### Task statement
Using the listing below, determine the count of lines with the word "BuildStage" and reply only with it.
*** Material for this task ***
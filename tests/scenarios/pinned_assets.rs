//! Scenario: pinned and untagged asset kinds
//!
//! Journey: a site ships a GIF (pinned), a stylesheet (hash-tracked but never
//! tagged) and a source map (skipped). Only code chunks ever change names.

use revtag::ArtifactKey;

use crate::support::Project;

const GIF_A: &[u8] = b"GIF89a\x01\x00\x01\x00\x00\x00\x00";
const GIF_B: &[u8] = b"GIF89a\x02\x00\x02\x00\x00\x00\x00";

#[test]
fn scenario_pinned_gif_keeps_name_and_first_tag() {
    let project = Project::new();

    project.emit_build(&[("assets/spinner.gif", GIF_A), ("assets/app.js", b"run();\n")]);
    project.stamp("1");

    project.emit_build(&[("assets/spinner.gif", GIF_B), ("assets/app.js", b"run();\n")]);
    let outcome = project.stamp("2");

    assert_eq!(outcome.report.pinned, 1);
    assert!(project.exists("assets/spinner.gif"));
    let entry = project
        .ledger()
        .get(&ArtifactKey::asset("spinner.gif"))
        .cloned()
        .unwrap();
    assert_eq!(entry.version(), "1");
    assert_eq!(entry.file_name(), "assets/spinner.gif");
}

#[test]
fn scenario_stylesheets_are_tracked_but_never_renamed() {
    let project = Project::new();

    project.emit_build(&[("assets/index.css", b"body{}")]);
    project.stamp("1");
    project.emit_build(&[("assets/index.css", b"body{color:red}")]);
    let outcome = project.stamp("2");

    assert_eq!(outcome.report.changed, 1);
    assert!(outcome.renames.is_empty());
    assert!(project.exists("assets/index.css"));
    let entry = project
        .ledger()
        .get(&ArtifactKey::asset("index.css"))
        .cloned()
        .unwrap();
    assert_eq!(entry.version(), "2");
}

#[test]
fn scenario_source_maps_are_rewritten_but_not_tracked() {
    let project = Project::new();

    project.emit_build(&[
        ("assets/app.js", b"run();\n"),
        ("assets/app.js.map", b"{\"file\":\"app.js\",\"sources\":[]}"),
    ]);
    let outcome = project.stamp("6");

    assert_eq!(outcome.report.untracked, 1);
    assert!(project.exists("assets/app.js.map"));
    assert!(project.read("assets/app.js.map").contains("\"file\":\"app.v6.js\""));
    assert!(project
        .ledger()
        .get(&ArtifactKey::asset("app.js.map"))
        .is_none());
}
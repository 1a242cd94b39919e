//! Stamp engine - decide, rename, rewrite
//!
//! Pure in-memory phases over one artifact set. Each phase takes the build
//! session and hands it on; nothing here touches storage.

use std::collections::HashSet;

use crate::domain::entities::{Artifact, LedgerEntry};
use crate::domain::policies::KindPolicy;
use crate::domain::services::{
    NameResolver, NamingDecision, ReferenceRewriter, RenameRecord, RewriteStats,
};
use crate::domain::value_objects::strip_version_tag;
use crate::error::{RevtagError, RevtagResult};

use super::result::{StampOutcome, StampReport};
use super::session::BuildSession;
use super::use_case::{enter, BuildStage};

/// Naming decision for one collected artifact
#[derive(Debug, Clone)]
pub struct PlannedName {
    /// Position in the collected artifact set
    pub index: usize,
    pub decision: NamingDecision,
}

#[derive(Debug, Clone)]
pub struct Stamper {
    policy: KindPolicy,
}

impl Stamper {
    pub fn new(policy: KindPolicy) -> Self {
        Self { policy }
    }

    pub fn policy(&self) -> &KindPolicy {
        &self.policy
    }

    /// Run every in-memory phase and close the session.
    pub fn run(
        &self,
        session: BuildSession,
        mut artifacts: Vec<Artifact>,
    ) -> RevtagResult<StampOutcome> {
        let mut report = StampReport::default();

        enter(BuildStage::Decide);
        let (session, plan) = self.decide(session, &artifacts, &mut report)?;

        enter(BuildStage::ApplyRenames);
        let renames = self.apply_renames(&mut artifacts, &plan)?;
        report.renamed = renames.len();

        enter(BuildStage::RewriteReferences);
        let stats = self.rewrite_references(&mut artifacts, &renames);
        report.absorb(stats);

        tracing::info!(
            new = report.new,
            reused = report.reused,
            changed = report.changed,
            pinned = report.pinned,
            renamed = report.renamed,
            rewritten = report.texts_rewritten,
            "stamp pass complete"
        );

        Ok(StampOutcome {
            artifacts,
            renames,
            ledger: session.finish(),
            report,
        })
    }

    /// Resolve a name for every tracked artifact and stage its ledger entry.
    ///
    /// Fails with `AlreadyStamped` when the input is the output of an earlier
    /// stamp: its bytes were rewritten, so digesting them again would poison
    /// the ledger.
    pub fn decide(
        &self,
        mut session: BuildSession,
        artifacts: &[Artifact],
        report: &mut StampReport,
    ) -> RevtagResult<(BuildSession, Vec<PlannedName>)> {
        self.check_fresh(&session, artifacts)?;

        let resolver = NameResolver::new(&self.policy);
        let mut plan = Vec::new();

        for (index, artifact) in artifacts.iter().enumerate() {
            if !self.policy.is_tracked(artifact.file_name()) {
                report.untracked += 1;
                continue;
            }

            let digest = artifact.digest();
            let decision = resolver.resolve(
                artifact.file_name(),
                &digest,
                session.lookup(artifact.key()),
                session.candidate(),
            );
            tracing::debug!(
                key = %artifact.key(),
                from = artifact.file_name(),
                to = %decision.file_name,
                version = %decision.version,
                origin = ?decision.origin,
                "resolved artifact name"
            );
            report.count(decision.origin);

            let replaced = session.record(
                artifact.key().clone(),
                LedgerEntry::new(
                    digest.as_str(),
                    decision.version.as_str(),
                    decision.file_name.as_str(),
                ),
            );
            if replaced.is_some() {
                tracing::warn!(key = %artifact.key(), "artifact key produced twice; last one wins");
            }

            plan.push(PlannedName { index, decision });
        }

        Ok((session, plan))
    }

    /// A tagged input name that the previous build published means the
    /// pipeline handed back stamped output instead of a fresh build.
    fn check_fresh(&self, session: &BuildSession, artifacts: &[Artifact]) -> RevtagResult<()> {
        let published: HashSet<&str> = session.published_names().collect();
        if published.is_empty() {
            return Ok(());
        }

        let stamped = artifacts.iter().map(Artifact::file_name).find(|name| {
            self.policy.is_tracked(name)
                && self.policy.is_tag_eligible(name)
                && published.contains(name)
                && strip_version_tag(name) != *name
        });
        match stamped {
            Some(file_name) => Err(RevtagError::AlreadyStamped {
                file_name: file_name.to_string(),
            }),
            None => Ok(()),
        }
    }

    /// Commit final file names; fails if two artifacts would share a name.
    pub fn apply_renames(
        &self,
        artifacts: &mut [Artifact],
        plan: &[PlannedName],
    ) -> RevtagResult<Vec<RenameRecord>> {
        let mut renames = Vec::new();
        for planned in plan {
            let artifact = &mut artifacts[planned.index];
            if artifact.file_name() != planned.decision.file_name {
                renames.push(RenameRecord::new(
                    artifact.file_name(),
                    planned.decision.file_name.as_str(),
                ));
                artifact.set_file_name(planned.decision.file_name.as_str());
            }
        }

        let mut seen = HashSet::with_capacity(artifacts.len());
        for artifact in artifacts.iter() {
            if !seen.insert(artifact.file_name()) {
                return Err(RevtagError::DuplicateFileName {
                    file_name: artifact.file_name().to_string(),
                });
            }
        }

        renames.sort();
        Ok(renames)
    }

    /// Redirect references to renamed artifacts; skipped when nothing moved.
    pub fn rewrite_references(
        &self,
        artifacts: &mut [Artifact],
        renames: &[RenameRecord],
    ) -> RewriteStats {
        if renames.is_empty() {
            return RewriteStats::default();
        }
        ReferenceRewriter::new(&self.policy).rewrite(artifacts, renames)
    }
}
//! Logical artifact identity
//!
//! Keys are formatted as `{kind}:{identity}` where kind is "chunk" or "asset".
//! The identity is stable across builds and independent of the physical
//! file name (for chunks it is usually the facade module id).

use std::cmp::Ordering;
use std::fmt;

/// Which artifact class a key belongs to
#[derive(Debug, Clone, Copy, PartialEq, Eq, Hash)]
pub enum KeyKind {
    Chunk,
    Asset,
}

impl KeyKind {
    pub fn prefix(self) -> &'static str {
        match self {
            KeyKind::Chunk => "chunk",
            KeyKind::Asset => "asset",
        }
    }
}

/// Logical key of an artifact
#[derive(Debug, Clone, PartialEq, Eq, Hash)]
pub struct ArtifactKey {
    kind: KeyKind,
    identity: String,
}

impl ArtifactKey {
    pub fn new(kind: KeyKind, identity: &str) -> Self {
        Self {
            kind,
            identity: identity.replace('\\', "/"),
        }
    }

    pub fn chunk(identity: &str) -> Self {
        Self::new(KeyKind::Chunk, identity)
    }

    pub fn asset(identity: &str) -> Self {
        Self::new(KeyKind::Asset, identity)
    }

    /// Parse a stored key; unknown prefixes yield `None`.
    pub fn parse(key: &str) -> Option<Self> {
        if let Some(identity) = key.strip_prefix("chunk:") {
            Some(Self::chunk(identity))
        } else {
            key.strip_prefix("asset:").map(Self::asset)
        }
    }

    pub fn kind(&self) -> KeyKind {
        self.kind
    }

    pub fn identity(&self) -> &str {
        &self.identity
    }

    /// Last path segment of the identity (`Home.jsx` for `src/pages/Home.jsx`)
    pub fn trailing_segment(&self) -> &str {
        self.identity
            .rsplit('/')
            .next()
            .unwrap_or(self.identity.as_str())
    }

    /// Same kind, and `other`'s identity ends with this key's trailing segment
    /// (case-insensitive, on a path segment boundary).
    pub fn loosely_matches(&self, other: &ArtifactKey) -> bool {
        if self.kind != other.kind {
            return false;
        }
        let segment = self.trailing_segment().to_lowercase();
        if segment.is_empty() {
            return false;
        }
        let candidate = other.identity.to_lowercase();
        match candidate.strip_suffix(segment.as_str()) {
            Some(rest) => rest.is_empty() || rest.ends_with('/'),
            None => false,
        }
    }
}

impl fmt::Display for ArtifactKey {
    fn fmt(&self, f: &mut fmt::Formatter<'_>) -> fmt::Result {
        write!(f, "{}:{}", self.kind.prefix(), self.identity)
    }
}

// Ordered like the rendered string so the persisted ledger is sorted by key.
impl Ord for ArtifactKey {
    fn cmp(&self, other: &Self) -> Ordering {
        self.kind
            .prefix()
            .cmp(other.kind.prefix())
            .then_with(|| self.identity.cmp(&other.identity))
    }
}

impl PartialOrd for ArtifactKey {
    fn partial_cmp(&self, other: &Self) -> Option<Ordering> {
        Some(self.cmp(other))
    }
}
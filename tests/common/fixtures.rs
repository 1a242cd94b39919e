//! Build output fixtures

pub const INDEX_HTML: &str = r#"<!doctype html>
<html>
  <head>
    <script type="module" src="/assets/main.js"></script>
    <link rel="stylesheet" href="/assets/index.css">
  </head>
</html>
"#;

pub const MAIN_JS: &str = r#"import { render } from "./vendor.js";
const Home = () => import("./Home.js");
render(Home);
"#;

pub const VENDOR_JS: &str = "export function render(page) { page(); }\n";

pub const VENDOR_JS_PATCHED: &str = "export function render(page) { return page(); }\n";

pub const HOME_JS: &str = "export default function Home() { return 'home'; }\n";

pub const INDEX_CSS: &str = "body { background: url(./logo.svg); }\n";

pub const LOGO_SVG: &str = "<svg xmlns=\"http://www.w3.org/2000/svg\"></svg>\n";

/// A plain build without a manifest
pub fn basic_build() -> Vec<(&'static str, &'static str)> {
    vec![
        ("index.html", INDEX_HTML),
        ("assets/main.js", MAIN_JS),
        ("assets/vendor.js", VENDOR_JS),
        ("assets/Home.js", HOME_JS),
        ("assets/index.css", INDEX_CSS),
        ("assets/logo.svg", LOGO_SVG),
    ]
}

/// `basic_build` with `vendor.js` changed
pub fn patched_vendor_build() -> Vec<(&'static str, &'static str)> {
    basic_build()
        .into_iter()
        .map(|(name, content)| {
            if name == "assets/vendor.js" {
                (name, VENDOR_JS_PATCHED)
            } else {
                (name, content)
            }
        })
        .collect()
}
//! Name Resolver
//!
//! Decides, per artifact, which version tag it is published under and what
//! its final file name is.
//!
//! Rules:
//! - previous entry with the same digest: reuse its tag
//! - otherwise: adopt the build's candidate version
//! - pinned kinds keep their first-ever tag and are never renamed
//! - only tag-eligible kinds carry the tag in their file name

use crate::domain::entities::LedgerEntry;
use crate::domain::policies::KindPolicy;
use crate::domain::value_objects::{add_version_tag, strip_version_tag, BuildVersion, ContentHash};

/// Why a version was chosen
#[derive(Debug, Clone, Copy, PartialEq, Eq)]
pub enum VersionOrigin {
    /// First appearance, candidate adopted
    New,
    /// Digest unchanged, previous tag reused
    Reused,
    /// Digest changed, candidate adopted
    Changed,
    /// Pinned kind, tag kept regardless of digest
    Pinned,
}

/// Outcome of resolving one artifact
#[derive(Debug, Clone, PartialEq, Eq)]
pub struct NamingDecision {
    pub version: String,
    pub file_name: String,
    pub origin: VersionOrigin,
}

/// Stateless resolver over a kind policy
#[derive(Debug, Clone, Copy)]
pub struct NameResolver<'a> {
    policy: &'a KindPolicy,
}

impl<'a> NameResolver<'a> {
    pub fn new(policy: &'a KindPolicy) -> Self {
        Self { policy }
    }

    pub fn resolve(
        &self,
        candidate_file_name: &str,
        digest: &ContentHash,
        previous: Option<&LedgerEntry>,
        candidate: &BuildVersion,
    ) -> NamingDecision {
        let base = strip_version_tag(candidate_file_name);

        if self.policy.is_pinned(&base) {
            let (version, origin) = match previous {
                Some(prev) => (prev.version().to_string(), VersionOrigin::Pinned),
                None => (candidate.as_str().to_string(), VersionOrigin::New),
            };
            return NamingDecision {
                version,
                file_name: candidate_file_name.to_string(),
                origin,
            };
        }

        let (version, origin) = match previous {
            Some(prev) if digest.matches_str(prev.hash()) => {
                (prev.version().to_string(), VersionOrigin::Reused)
            }
            Some(_) => (candidate.as_str().to_string(), VersionOrigin::Changed),
            None => (candidate.as_str().to_string(), VersionOrigin::New),
        };

        let file_name = if self.policy.is_tag_eligible(&base) {
            add_version_tag(&base, &version)
        } else {
            base
        };

        NamingDecision {
            version,
            file_name,
            origin,
        }
    }
}
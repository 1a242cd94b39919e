//! Repository Implementations
//!
//! Concrete implementations of domain repository ports.

mod ledger;

pub use ledger::{JsonLedgerRepository, DEFAULT_LEDGER_FILE};
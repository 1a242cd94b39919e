//! Version tags embedded in output file names
//!
//! A tag is `.v<digits>` placed immediately before the final extension:
//! `assets/main.js` tagged with version `3` becomes `assets/main.v3.js`.

use std::fmt;

use crate::error::{RevtagError, RevtagResult};

/// The candidate version token selected for one build.
#[derive(Debug, Clone, PartialEq, Eq, Hash)]
pub struct BuildVersion(String);

impl BuildVersion {
    /// Validate a candidate version token.
    ///
    /// Only ASCII digits are accepted so that a tag can always be found and
    /// stripped again without confusing it with names like `app.vendor.js`.
    pub fn parse(value: &str) -> RevtagResult<Self> {
        let trimmed = value.trim();
        if trimmed.is_empty() {
            return Err(RevtagError::InvalidVersion {
                value: value.to_string(),
                reason: "must not be empty".to_string(),
            });
        }
        if !trimmed.bytes().all(|b| b.is_ascii_digit()) {
            return Err(RevtagError::InvalidVersion {
                value: value.to_string(),
                reason: "must contain only ASCII digits".to_string(),
            });
        }
        Ok(Self(trimmed.to_string()))
    }

    pub fn as_str(&self) -> &str {
        &self.0
    }
}

impl fmt::Display for BuildVersion {
    fn fmt(&self, f: &mut fmt::Formatter<'_>) -> fmt::Result {
        f.write_str(&self.0)
    }
}

/// Byte offset of the final extension's dot, if the last path segment has one.
fn extension_start(file_name: &str) -> Option<usize> {
    let dot = file_name.rfind('.')?;
    let ext = &file_name[dot + 1..];
    if ext.is_empty() || ext.contains('/') {
        return None;
    }
    Some(dot)
}

/// Final extension without the dot (`"js"` for `assets/main.v3.js`).
pub fn file_extension(file_name: &str) -> Option<&str> {
    extension_start(file_name).map(|dot| &file_name[dot + 1..])
}

/// Remove a `.v<digits>` tag sitting directly before the final extension.
pub fn strip_version_tag(file_name: &str) -> String {
    let Some(ext_start) = extension_start(file_name) else {
        return file_name.to_string();
    };
    let stem = &file_name[..ext_start];
    if let Some(tag_start) = stem.rfind(".v") {
        let digits = &stem[tag_start + 2..];
        if !digits.is_empty() && digits.bytes().all(|b| b.is_ascii_digit()) {
            return format!("{}{}", &stem[..tag_start], &file_name[ext_start..]);
        }
    }
    file_name.to_string()
}

/// Tag a file name with `version`, replacing any tag it already carries.
///
/// Names without an extension are returned stripped but untagged.
pub fn add_version_tag(file_name: &str, version: &str) -> String {
    let base = strip_version_tag(file_name);
    match extension_start(&base) {
        Some(ext_start) => format!("{}.v{}{}", &base[..ext_start], version, &base[ext_start..]),
        None => base,
    }
}
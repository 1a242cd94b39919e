//! Application Layer
//!
//! Use cases that orchestrate the business flow.
//! This layer:
//! - Depends on Domain layer (entities, services, ports)
//! - Does NOT contain business rules (those are in Domain)
//! - Coordinates between Infrastructure and Domain
//!
//! ## Use Cases
//!
//! - `StampUseCase` - One build: load ledger, collect, decide, rename, rewrite, emit, persist

pub mod stamp;

pub use stamp::{
    BuildSession, BuildStage, PlannedName, StampOptions, StampOutcome, StampReport, StampUseCase,
    Stamper,
};
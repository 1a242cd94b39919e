//! Stamp results

use serde::Serialize;

use crate::domain::entities::{Artifact, Ledger};
use crate::domain::services::{RenameRecord, RewriteStats, VersionOrigin};

/// Per-build counters
#[derive(Debug, Clone, Copy, Default, PartialEq, Eq, Serialize)]
pub struct StampReport {
    /// Tracked artifacts seen for the first time
    pub new: usize,
    /// Tracked artifacts whose previous tag was reused
    pub reused: usize,
    /// Tracked artifacts whose content changed
    pub changed: usize,
    /// Pinned artifacts (tag kept, never renamed)
    pub pinned: usize,
    /// Artifacts passed through without a naming decision
    pub untracked: usize,
    /// Artifacts whose file name changed
    pub renamed: usize,
    /// Artifacts whose text was rewritten
    pub texts_rewritten: usize,
    /// Structured references redirected
    pub references_updated: usize,
}

impl StampReport {
    pub(crate) fn count(&mut self, origin: VersionOrigin) {
        match origin {
            VersionOrigin::New => self.new += 1,
            VersionOrigin::Reused => self.reused += 1,
            VersionOrigin::Changed => self.changed += 1,
            VersionOrigin::Pinned => self.pinned += 1,
        }
    }

    pub(crate) fn absorb(&mut self, stats: RewriteStats) {
        self.texts_rewritten += stats.texts_rewritten;
        self.references_updated += stats.references_updated;
    }
}

/// Everything one build produced
#[derive(Debug, Clone)]
pub struct StampOutcome {
    /// Final artifact set (final names, rewritten payloads)
    pub artifacts: Vec<Artifact>,
    /// Renames committed this build
    pub renames: Vec<RenameRecord>,
    /// Ledger to persist
    pub ledger: Ledger,
    pub report: StampReport,
}

impl StampOutcome {
    /// Final file name of the artifact that was collected as `original`
    pub fn final_name_of<'a>(&'a self, original: &'a str) -> &'a str {
        self.renames
            .iter()
            .find(|r| r.from == original)
            .map(|r| r.to.as_str())
            .unwrap_or(original)
    }
}
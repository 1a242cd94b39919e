//! Configuration module for revtag
//!
//! Configuration hierarchy:
//! 1. CLI flags (highest priority)
//! 2. Environment variables (REVTAG_*)
//! 3. Project config (revtag.toml at the build root)
//! 4. Built-in defaults (lowest priority)

mod loader;
mod types;

pub use loader::{ConfigWarning, CONFIG_FILE};
pub use types::{BuildConfig, Config, KindsConfig, LedgerConfig};
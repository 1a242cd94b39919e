//! Infrastructure Layer
//!
//! Concrete implementations of domain ports.
//! This layer handles all I/O operations.
//!
//! ## Structure
//!
//! - `fs/` - File system implementation (Local)
//! - `repositories/` - Ledger persistence (JSON)
//! - `dist/` - Output directory source and sink

pub mod dist;
pub mod fs;
pub mod repositories;

pub use dist::{DistSink, DistSource, ViteManifest};
pub use fs::LocalFs;
pub use repositories::{JsonLedgerRepository, DEFAULT_LEDGER_FILE};
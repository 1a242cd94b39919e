//! Domain Value Objects
//!
//! Immutable value types that represent domain concepts.

mod artifact_key;
mod hash;
mod version_tag;

pub use artifact_key::{ArtifactKey, KeyKind};
pub use hash::ContentHash;
pub use version_tag::{add_version_tag, file_extension, strip_version_tag, BuildVersion};
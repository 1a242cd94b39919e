//! revtag CLI
//!
//! Usage: revtag <COMMAND>
//!
//! Commands:
//!   stamp   Version-tag the build output and rewrite references
//!   ledger  Show the persisted version ledger

mod cli;
mod commands;

use anyhow::Result;
use clap::Parser;
use is_terminal::IsTerminal;

use cli::{Cli, Commands};
use commands::StampArgs;

fn main() -> Result<()> {
    let cli = Cli::parse();
    init_tracing(cli.verbose);

    match cli.command {
        Commands::Stamp {
            root,
            out,
            build_version,
            dry_run,
            json,
        } => commands::cmd_stamp(StampArgs {
            root,
            out,
            version: build_version,
            dry_run,
            json,
        }),
        Commands::Ledger { root, json } => commands::cmd_ledger(&root, json),
    }
}

/// `RUST_LOG` wins; otherwise `-v` raises the level from `warn`.
fn init_tracing(verbose: u8) {
    use tracing_subscriber::{fmt, prelude::*, EnvFilter};

    let default_level = match verbose {
        0 => "warn",
        1 => "info",
        2 => "debug",
        _ => "trace",
    };
    let filter =
        EnvFilter::try_from_default_env().unwrap_or_else(|_| EnvFilter::new(default_level));

    tracing_subscriber::registry()
        .with(
            fmt::layer()
                .with_writer(std::io::stderr)
                .with_ansi(std::io::stderr().is_terminal())
                .with_target(false),
        )
        .with(filter)
        .init();
}
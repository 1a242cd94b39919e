//! Stamp Options
//!
//! Per-build inputs of the stamp use case.

use std::path::PathBuf;

use crate::domain::value_objects::BuildVersion;
use crate::infrastructure::repositories::DEFAULT_LEDGER_FILE;

/// Options for the stamp use case
#[derive(Debug, Clone)]
pub struct StampOptions {
    /// Candidate version for this build
    pub version: BuildVersion,
    /// Ledger file (usually relative to the build root)
    pub ledger_path: PathBuf,
    /// Compute everything but emit nothing and leave the ledger untouched
    pub dry_run: bool,
}

impl StampOptions {
    pub fn new(version: BuildVersion) -> Self {
        Self {
            version,
            ledger_path: PathBuf::from(DEFAULT_LEDGER_FILE),
            dry_run: false,
        }
    }

    pub fn with_ledger_path(mut self, path: impl Into<PathBuf>) -> Self {
        self.ledger_path = path.into();
        self
    }

    pub fn with_dry_run(mut self, dry_run: bool) -> Self {
        self.dry_run = dry_run;
        self
    }
}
*** End of Material for this task ***
### Response to the exercise
5